Amperozide

Clinical data
- ATCvet code: QN05AX90 (WHO) ;

Identifiers
- IUPAC name 4-[4,4-bis(4-fluorophenyl)butyl]-N-ethylpiperazine-1-carboxamide;
- CAS Number: 75558-90-6;
- PubChem CID: 73333;
- ChemSpider: 66062;
- UNII: 0M2W3TAG39;
- ChEMBL: ChEMBL1079935;
- CompTox Dashboard (EPA): DTXSID6048416 ;

Chemical and physical data
- Formula: C_{23}H_{29}F_{2}N_{3}O
- Molar mass: 401.502 g·mol^{−1}
- 3D model (JSmol): Interactive image;
- SMILES CCNC(=O)N1CCN(CC1)CCCC(C2=CC=C(C=C2)F)C3=CC=C(C=C3)F;
- InChI InChI=1S/C23H29F2N3O/c1-2-26-23(29)28-16-14-27(15-17-28)13-3-4-22(18-5-9-20(24)10-6-18)19-7-11-21(25)12-8-19/h5-12,22H,2-4,13-17H2,1H3,(H,26,29); Key:NNAIYOXJNVGUOM-UHFFFAOYSA-N;

= Amperozide =

Chemical compound

Amperozide is an atypical antipsychotic of the diphenylbutylpiperazine class which acts as an antagonist at the 5-HT_{2A} receptor.

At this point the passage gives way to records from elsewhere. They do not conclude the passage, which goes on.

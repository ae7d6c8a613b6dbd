//! Pushes ranked emails into the ingestion API in small, spaced-out batches.
//! Batch failures are counted, never raised.

use crate::config::UploadConfig;
use crate::error::TriageError;
use crate::models::EmbeddingResult;
use providers::ingest::{IngestionApi, UploadFile};
use serde::{Deserialize, Serialize};
use std::path::Path;
use std::time::Duration;
use storage::models::{ExportStats, ExportedEmail};
use tracing::{error, info};

#[derive(Debug, Clone)]
pub struct UploadOptions {
    pub batch_size: usize,
    pub delay: Duration,
}

impl From<&UploadConfig> for UploadOptions {
    fn from(cfg: &UploadConfig) -> Self {
        Self {
            batch_size: cfg.batch_size.max(1),
            delay: Duration::from_millis(cfg.delay_ms),
        }
    }
}

#[derive(Debug, Clone, PartialEq, Eq, Serialize, Deserialize)]
pub struct BatchOutcome {
    pub batch: usize,
    pub files: usize,
    pub ok: bool,
    pub error: Option<String>,
}

#[derive(Debug, Clone, Default, PartialEq, Eq, Serialize, Deserialize)]
pub struct UploadStats {
    pub uploaded: usize,
    pub failed: usize,
    pub total: usize,
    pub batches: usize,
    pub batch_results: Vec<BatchOutcome>,
}

pub fn upload_file(result: &EmbeddingResult) -> UploadFile {
    let email = ExportedEmail::from(result);
    UploadFile {
        filename: format!("{}.txt", storage::sanitize_subject(&email.subject)),
        content: storage::render_document(&email, false),
    }
}

/// Uploads sequentially, sleeping `delay` between batches (not after the last).
pub async fn upload_results(
    api: &dyn IngestionApi,
    results: &[EmbeddingResult],
    project_id: &str,
    token: Option<&str>,
    opts: &UploadOptions,
) -> UploadStats {
    let batch_size = opts.batch_size.max(1);
    let total_batches = results.len().div_ceil(batch_size);
    let mut stats = UploadStats {
        total: results.len(),
        batches: total_batches,
        ..Default::default()
    };
    info!(
        "Uploading {} emails to project {} in {} batches",
        results.len(),
        project_id,
        total_batches
    );

    for (i, chunk) in results.chunks(batch_size).enumerate() {
        let batch_num = i + 1;
        let files: Vec<UploadFile> = chunk.iter().map(upload_file).collect();
        match api.upload(project_id, &files, token).await {
            Ok(()) => {
                stats.uploaded += chunk.len();
                info!(
                    "  Batch {}/{}: uploaded {} emails ({} total)",
                    batch_num,
                    total_batches,
                    chunk.len(),
                    stats.uploaded
                );
                stats.batch_results.push(BatchOutcome {
                    batch: batch_num,
                    files: chunk.len(),
                    ok: true,
                    error: None,
                });
            }
            Err(e) => {
                stats.failed += chunk.len();
                error!("  Batch {}/{}: error {}", batch_num, total_batches, e);
                stats.batch_results.push(BatchOutcome {
                    batch: batch_num,
                    files: chunk.len(),
                    ok: false,
                    error: Some(e.to_string()),
                });
            }
        }
        if batch_num < total_batches && !opts.delay.is_zero() {
            tokio::time::sleep(opts.delay).await;
        }
    }

    info!(
        "Upload complete: {} succeeded, {} failed ({} batches)",
        stats.uploaded, stats.failed, stats.batches
    );
    stats
}

/// Either a ready token or login credentials.
#[derive(Debug, Clone)]
pub enum Credentials {
    Token(String),
    Login { email: String, password: String },
}

impl Credentials {
    /// Explicit values win; otherwise `PIPELINE_AUTH_TOKEN`, then
    /// `PIPELINE_EMAIL` + `PIPELINE_PASSWORD`.
    pub fn resolve(
        token: Option<String>,
        email: Option<String>,
        password: Option<String>,
    ) -> Result<Self, TriageError> {
        let var = |k: &str| std::env::var(k).ok().filter(|v| !v.is_empty());
        if let Some(token) = token.filter(|t| !t.is_empty()).or_else(|| var("PIPELINE_AUTH_TOKEN")) {
            return Ok(Self::Token(token));
        }
        let email = email.or_else(|| var("PIPELINE_EMAIL"));
        let password = password.or_else(|| var("PIPELINE_PASSWORD"));
        match (email, password) {
            (Some(email), Some(password)) => Ok(Self::Login { email, password }),
            _ => Err(TriageError::MissingCredentials(
                "set PIPELINE_AUTH_TOKEN or PIPELINE_EMAIL and PIPELINE_PASSWORD".into(),
            )),
        }
    }
}

#[derive(Debug, Clone, PartialEq, Serialize, Deserialize)]
pub struct LifecycleStats {
    pub project_id: String,
    pub project_name: String,
    pub export: ExportStats,
    pub upload: UploadStats,
}

/// Authenticates, creates the project, keeps a local copy, then uploads.
pub async fn create_project_and_upload(
    api: &dyn IngestionApi,
    credentials: &Credentials,
    results: &[EmbeddingResult],
    project_name: &str,
    project_description: &str,
    output_dir: &Path,
    opts: &UploadOptions,
) -> anyhow::Result<LifecycleStats> {
    let token = match credentials {
        Credentials::Token(t) => t.clone(),
        Credentials::Login { email, password } => api.login(email, password).await?,
    };
    let project_id = api
        .create_project(project_name, project_description, Some(&token))
        .await?;
    info!("Created project {} ({})", project_name, project_id);

    let emails: Vec<ExportedEmail> = results.iter().map(ExportedEmail::from).collect();
    let export = storage::export_to_directory(&emails, output_dir, true).await?;
    let upload = upload_results(api, results, &project_id, Some(&token), opts).await;

    Ok(LifecycleStats {
        project_id,
        project_name: project_name.to_string(),
        export,
        upload,
    })
}
//! Client for the downstream document-ingestion API.
//!
//! The pipeline only ever writes to this service: it logs in, creates a
//! project, and pushes plain-text files into it.

use crate::ProviderError;
use bytes::Bytes;
use reqwest::{Client, StatusCode};
use serde::{Deserialize, Serialize};
use std::time::Duration;
use tracing::info;

#[derive(Clone)]
pub struct IngestConfig {
    pub base_url: String,
    pub timeout: Duration,
}

#[derive(Debug, Clone, PartialEq, Eq)]
pub struct UploadFile {
    pub filename: String,
    pub content: String,
}

#[async_trait::async_trait]
pub trait IngestionApi: Send + Sync {
    async fn login(&self, email: &str, password: &str) -> Result<String, ProviderError>;

    async fn create_project(
        &self,
        name: &str,
        description: &str,
        token: Option<&str>,
    ) -> Result<String, ProviderError>;

    /// Uploads one batch of files. A non-2xx reply is an error for the whole batch.
    async fn upload(
        &self,
        project_id: &str,
        files: &[UploadFile],
        token: Option<&str>,
    ) -> Result<(), ProviderError>;
}

#[derive(Clone)]
pub struct HttpIngestClient {
    client: Client,
    cfg: IngestConfig,
}

impl HttpIngestClient {
    pub fn new(cfg: IngestConfig) -> Result<Self, ProviderError> {
        let client = Client::builder()
            .timeout(cfg.timeout)
            .build()
            .map_err(|e| ProviderError::RequestFailed(e.to_string()))?;
        Ok(Self { client, cfg })
    }

    fn url(&self, path: &str) -> String {
        format!("{}{}", self.cfg.base_url.trim_end_matches('/'), path)
    }
}

#[derive(Debug, Deserialize)]
struct LoginResponse {
    token: String,
    #[serde(default)]
    user: Option<LoginUser>,
}

#[derive(Debug, Deserialize)]
struct LoginUser {
    email: Option<String>,
}

#[derive(Debug, Deserialize)]
struct CreateProjectResponse {
    project_id: String,
}

async fn status_error(resp: reqwest::Response) -> ProviderError {
    let status = resp.status().as_u16();
    let body = resp.bytes().await.unwrap_or(Bytes::from_static(b""));
    ProviderError::Status {
        status,
        body: String::from_utf8_lossy(&body).into_owned(),
    }
}

#[async_trait::async_trait]
impl IngestionApi for HttpIngestClient {
    async fn login(&self, email: &str, password: &str) -> Result<String, ProviderError> {
        #[derive(Serialize)]
        struct LoginRequest<'a> {
            email: &'a str,
            password: &'a str,
        }
        let resp = self
            .client
            .post(self.url("/auth/login"))
            .json(&LoginRequest { email, password })
            .send()
            .await
            .map_err(|e| ProviderError::RequestFailed(e.to_string()))?;
        if resp.status() != StatusCode::OK {
            return Err(status_error(resp).await);
        }
        let parsed: LoginResponse = resp
            .json()
            .await
            .map_err(|e| ProviderError::RequestFailed(e.to_string()))?;
        let who = parsed
            .user
            .and_then(|u| u.email)
            .unwrap_or_else(|| email.to_string());
        info!("Logged in as: {}", who);
        Ok(parsed.token)
    }

    async fn create_project(
        &self,
        name: &str,
        description: &str,
        token: Option<&str>,
    ) -> Result<String, ProviderError> {
        #[derive(Serialize)]
        struct CreateProject<'a> {
            name: &'a str,
            description: &'a str,
        }
        let mut builder = self
            .client
            .post(self.url("/projects"))
            .json(&CreateProject { name, description });
        if let Some(t) = token {
            builder = builder.bearer_auth(t);
        }
        let resp = builder
            .send()
            .await
            .map_err(|e| ProviderError::RequestFailed(e.to_string()))?;
        if resp.status() != StatusCode::CREATED {
            return Err(status_error(resp).await);
        }
        let parsed: CreateProjectResponse = resp
            .json()
            .await
            .map_err(|e| ProviderError::RequestFailed(e.to_string()))?;
        info!("Created project: {} \"{}\"", parsed.project_id, name);
        Ok(parsed.project_id)
    }

    async fn upload(
        &self,
        project_id: &str,
        files: &[UploadFile],
        token: Option<&str>,
    ) -> Result<(), ProviderError> {
        let mut form = reqwest::multipart::Form::new();
        for file in files {
            let part = reqwest::multipart::Part::bytes(file.content.clone().into_bytes())
                .file_name(file.filename.clone())
                .mime_str("text/plain")
                .map_err(|e| ProviderError::RequestFailed(e.to_string()))?;
            form = form.part("files", part);
        }
        let mut builder = self
            .client
            .post(self.url(&format!("/projects/{project_id}/documents/upload")))
            .multipart(form);
        if let Some(t) = token {
            builder = builder.bearer_auth(t);
        }
        let resp = builder
            .send()
            .await
            .map_err(|e| ProviderError::RequestFailed(e.to_string()))?;
        match resp.status() {
            StatusCode::OK | StatusCode::ACCEPTED => Ok(()),
            _ => Err(status_error(resp).await),
        }
    }
}
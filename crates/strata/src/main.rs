//! strata CLI - versioned documentation site generator.

use std::path::PathBuf;

use anyhow::Result;
use clap::{Parser, Subcommand};
use tracing_subscriber::{fmt, EnvFilter};

mod commands;
mod site_file;

#[derive(Parser)]
#[command(name = "strata")]
#[command(about = "Versioned documentation site generator")]
#[command(version)]
pub struct Cli {
    #[command(subcommand)]
    command: Commands,

    /// Path to site.toml config file
    #[arg(short, long, default_value = "site.toml")]
    config: PathBuf,

    /// Enable verbose output
    #[arg(short, long)]
    verbose: bool,
}

#[derive(Subcommand)]
enum Commands {
    /// Initialize a documentation site in the current directory
    Init {
        /// Skip interactive prompts, use defaults
        #[arg(short, long)]
        yes: bool,
    },

    /// Validate the site configuration without building
    Check,

    /// Build the static documentation site
    Build {
        /// Output directory (defaults to config or "dist")
        #[arg(short, long)]
        out: Option<PathBuf>,

        /// Skip stylesheet minification
        #[arg(long)]
        no_minify: bool,
    },
}

#[tokio::main]
async fn main() -> Result<()> {
    let cli = Cli::parse();

    // Initialize logging
    let filter = if cli.verbose {
        EnvFilter::new("debug")
    } else {
        EnvFilter::new("info")
    };

    fmt().with_env_filter(filter).with_target(false).init();

    // Execute command
    match cli.command {
        Commands::Init { yes } => {
            commands::init::run(yes).await?;
        }
        Commands::Check => {
            commands::check::run(&cli.config)?;
        }
        Commands::Build { out, no_minify } => {
            let minify = if no_minify { Some(false) } else { None };
            commands::build::run(&cli.config, out, minify).await?;
        }
    }

    Ok(())
}
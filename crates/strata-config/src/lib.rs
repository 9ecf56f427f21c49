//! Site configuration resolver for strata documentation sites.
//!
//! This crate turns the raw pieces of a site definition (identity, version
//! list, navbar, search provider, footer) into a single validated
//! [`SiteConfig`] value. It performs structural validation only: it never
//! touches the filesystem and never checks that a referenced document
//! actually exists. Those are the builder's concerns.

pub mod navbar;
pub mod site;
pub mod version;

pub use navbar::{NavItem, NavPosition};
pub use site::{
    Announcement, BrokenLinkPolicy, ConfigurationError, FooterColumn, FooterLink, LinkTarget,
    Logo, SearchProvider, SiteConfig, SiteExtras, SiteIdentity, SitemapPolicy,
};
pub use version::{BannerPolicy, VersionDescriptor};
//! Generated site assets: stylesheet and navigation script.

/// Asset generation utilities.
pub struct Assets;

impl Assets {
    /// The site stylesheet.
    pub fn stylesheet() -> String {
        SITE_CSS.to_string()
    }

    /// The site navigation script.
    pub fn script() -> String {
        SITE_JS.to_string()
    }

    /// Minify CSS with lightningcss.
    pub fn minify_css(css: &str) -> Result<String, String> {
        use lightningcss::stylesheet::{ParserOptions, PrinterOptions, StyleSheet};

        let stylesheet = StyleSheet::parse(css, ParserOptions::default())
            .map_err(|e| format!("CSS parse error: {}", e))?;

        let minified = stylesheet
            .to_css(PrinterOptions {
                minify: true,
                ..Default::default()
            })
            .map_err(|e| format!("CSS minify error: {}", e))?;

        Ok(minified.code)
    }
}

const SITE_CSS: &str = r#"/* strata default theme */

:root {
  --sidebar-width: 280px;
  --toc-width: 200px;
  --content-max-width: 800px;
  --ink: #1c1e21;
  --ink-muted: #606770;
  --surface: #ffffff;
  --surface-alt: #f5f6f7;
  --line: #dadde1;
  --brand: #2e6fd8;
  --brand-dark: #1f4f9e;
  --warn-bg: #fff8e6;
  --warn-edge: #e6a700;
}

* {
  box-sizing: border-box;
  margin: 0;
  padding: 0;
}

body {
  font-family: system-ui, -apple-system, sans-serif;
  background: var(--surface);
  color: var(--ink);
  line-height: 1.6;
}

/* Announcement bar */
.announcement {
  padding: 0.4rem 1rem;
  text-align: center;
  font-size: 0.875rem;
  background: #f2f7ff;
}

/* Navbar */
.navbar {
  display: flex;
  align-items: center;
  justify-content: space-between;
  padding: 0 1.5rem;
  height: 3.75rem;
  border-bottom: 1px solid var(--line);
  box-shadow: 0 1px 2px rgba(0, 0, 0, 0.06);
}

.navbar-left,
.navbar-right {
  display: flex;
  align-items: center;
  gap: 1rem;
}

.navbar-brand {
  display: flex;
  align-items: center;
  gap: 0.5rem;
  font-weight: 700;
  font-size: 1.125rem;
  color: var(--ink);
  text-decoration: none;
}

.navbar-logo {
  height: 2rem;
}

.navbar-link {
  color: var(--ink);
  text-decoration: none;
  font-size: 0.9375rem;
}

.navbar-link:hover {
  color: var(--brand);
}

/* Version dropdown */
.version-dropdown {
  position: relative;
}

.version-toggle {
  background: none;
  border: 1px solid var(--line);
  border-radius: 0.375rem;
  padding: 0.25rem 0.75rem;
  font-size: 0.875rem;
  cursor: pointer;
}

.version-menu {
  display: none;
  position: absolute;
  top: 100%;
  left: 0;
  min-width: 8rem;
  background: var(--surface);
  border: 1px solid var(--line);
  border-radius: 0.375rem;
  list-style: none;
  padding: 0.25rem 0;
  z-index: 20;
}

.version-dropdown.open .version-menu {
  display: block;
}

.version-menu a {
  display: block;
  padding: 0.375rem 0.75rem;
  color: var(--ink);
  text-decoration: none;
  font-size: 0.875rem;
}

.version-menu a:hover,
.version-menu .active a {
  background: var(--surface-alt);
  color: var(--brand);
}

/* Version banner */
.version-banner {
  padding: 0.75rem 1.5rem;
  background: var(--warn-bg);
  border-bottom: 1px solid var(--warn-edge);
  font-size: 0.9375rem;
}

/* Docs layout */
.layout {
  display: grid;
  grid-template-columns: var(--sidebar-width) 1fr;
  min-height: calc(100vh - 3.75rem);
}

.sidebar {
  background: var(--surface-alt);
  border-right: 1px solid var(--line);
  padding: 1.5rem 1rem;
  position: sticky;
  top: 0;
  overflow-y: auto;
}

.sidebar-list,
.sidebar-children {
  list-style: none;
}

.sidebar-children {
  margin-left: 0.75rem;
}

.sidebar-item a {
  display: block;
  padding: 0.375rem 0.75rem;
  color: var(--ink-muted);
  text-decoration: none;
  border-radius: 0.375rem;
  font-size: 0.9375rem;
}

.sidebar-item a:hover,
.sidebar-item a.active {
  background: var(--line);
  color: var(--ink);
}

.sidebar-section {
  display: block;
  padding: 0.75rem 0.75rem 0.25rem;
  font-size: 0.75rem;
  font-weight: 600;
  text-transform: uppercase;
  letter-spacing: 0.05em;
  color: var(--ink-muted);
}

.main {
  display: grid;
  grid-template-columns: 1fr var(--toc-width);
  gap: 2rem;
  padding: 2rem;
  max-width: calc(var(--content-max-width) + var(--toc-width) + 4rem);
}

.doc {
  max-width: var(--content-max-width);
}

.content h1 {
  font-size: 2.25rem;
  margin-bottom: 1.5rem;
}

.content h2 {
  font-size: 1.5rem;
  margin: 2rem 0 1rem;
  padding-bottom: 0.5rem;
  border-bottom: 1px solid var(--line);
}

.content h3 {
  font-size: 1.25rem;
  margin: 1.5rem 0 0.75rem;
}

.content p,
.content ul,
.content ol {
  margin-bottom: 1rem;
}

.content ul,
.content ol {
  padding-left: 1.5rem;
}

.content a {
  color: var(--brand);
}

.content a:hover {
  color: var(--brand-dark);
}

.content pre {
  background: var(--surface-alt);
  border: 1px solid var(--line);
  border-radius: 0.5rem;
  padding: 1rem;
  overflow-x: auto;
  font-size: 0.875rem;
  margin-bottom: 1rem;
}

.content code {
  font-family: ui-monospace, monospace;
  font-size: 0.875em;
  background: var(--surface-alt);
  padding: 0.125rem 0.375rem;
  border-radius: 0.25rem;
}

.content pre code {
  background: none;
  padding: 0;
}

.edit-link {
  display: inline-block;
  margin-top: 2rem;
  color: var(--brand);
  font-size: 0.875rem;
}

/* Table of contents */
.toc {
  position: sticky;
  top: 2rem;
  align-self: start;
}

.toc h2 {
  font-size: 0.75rem;
  font-weight: 600;
  text-transform: uppercase;
  letter-spacing: 0.05em;
  color: var(--ink-muted);
  margin-bottom: 0.75rem;
}

.toc ul {
  list-style: none;
}

.toc a {
  font-size: 0.875rem;
  color: var(--ink-muted);
  text-decoration: none;
}

.toc a:hover {
  color: var(--ink);
}

.toc-level-3 {
  padding-left: 1rem;
}

/* Landing page */
.hero {
  padding: 4rem 2rem;
  text-align: center;
  background: var(--brand-dark);
  color: #fff;
}

.hero h1 {
  font-size: 3rem;
}

.tagline {
  font-size: 1.25rem;
  margin-top: 0.5rem;
}

.features {
  padding: 3rem 0;
}

.container {
  max-width: 1140px;
  margin: 0 auto;
  padding: 0 1rem;
}

.row {
  display: flex;
  flex-wrap: wrap;
  gap: 2rem 0;
}

.col {
  padding: 0 1rem;
  text-align: center;
}

.col-3 {
  width: 25%;
}

.col-4 {
  width: 33.333%;
}

.col-6 {
  width: 50%;
}

.col-12 {
  width: 100%;
}

.feature-icon img {
  height: 10rem;
}

.feature-body {
  text-align: left;
  color: var(--ink-muted);
}

/* Footer */
.footer {
  background: #242526;
  color: #ebedf0;
  padding: 2rem 1.5rem;
}

.footer-columns {
  display: flex;
  flex-wrap: wrap;
  gap: 3rem;
  max-width: 1140px;
  margin: 0 auto;
}

.footer-column h4 {
  margin-bottom: 0.75rem;
}

.footer-column ul {
  list-style: none;
}

.footer-column a {
  color: #dadde1;
  text-decoration: none;
  font-size: 0.9375rem;
}

.footer-column a:hover {
  color: #fff;
}

.footer-copyright {
  text-align: center;
  margin-top: 2rem;
  font-size: 0.875rem;
  color: #dadde1;
}

/* Responsive */
@media (max-width: 996px) {
  .layout {
    grid-template-columns: 1fr;
  }

  .sidebar {
    position: static;
    border-right: none;
    border-bottom: 1px solid var(--line);
  }

  .main {
    grid-template-columns: 1fr;
  }

  .toc {
    display: none;
  }

  .col-3,
  .col-4,
  .col-6 {
    width: 100%;
  }
}
"#;

const SITE_JS: &str = r#"// strata site runtime
(function () {
  'use strict';

  // Version dropdown toggle
  document.querySelectorAll('.version-dropdown').forEach(function (dropdown) {
    var toggle = dropdown.querySelector('.version-toggle');
    if (!toggle) return;

    toggle.addEventListener('click', function (event) {
      event.stopPropagation();
      dropdown.classList.toggle('open');
    });
  });

  document.addEventListener('click', function () {
    document.querySelectorAll('.version-dropdown.open').forEach(function (dropdown) {
      dropdown.classList.remove('open');
    });
  });

  // Highlight the active sidebar link
  var currentPath = window.location.pathname;
  document.querySelectorAll('.sidebar-item a').forEach(function (link) {
    if (link.getAttribute('href') === currentPath) {
      link.classList.add('active');
    }
  });
})();
"#;

#[cfg(test)]
mod tests {
    use super::*;

    #[test]
    fn stylesheet_defines_grid_columns() {
        let css = Assets::stylesheet();
        assert!(css.contains(".col-3"));
        assert!(css.contains(".col-12"));
        assert!(css.contains(".version-banner"));
    }

    #[test]
    fn script_wires_version_dropdown() {
        let js = Assets::script();
        assert!(js.contains("version-dropdown"));
        assert!(js.contains("addEventListener"));
    }

    #[test]
    fn minifies_css() {
        let css = r#"
.feature-icon {
    height: 10rem;
    padding: 10px;
}
        "#;

        let minified = Assets::minify_css(css).unwrap();

        assert!(!minified.contains('\n'));
        assert!(minified.contains(".feature-icon"));
    }
}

It does not block dopamine receptors as with most antipsychotic drugs, but does inhibit dopamine release, and alters the firing pattern of dopaminergic neurons. It was investigated for the treatment of schizophrenia in humans, but never adopted clinically. Its main use is instead in veterinary medicine, primarily in intensively farmed pigs, for decreasing aggression and stress and thereby increasing feeding and productivity.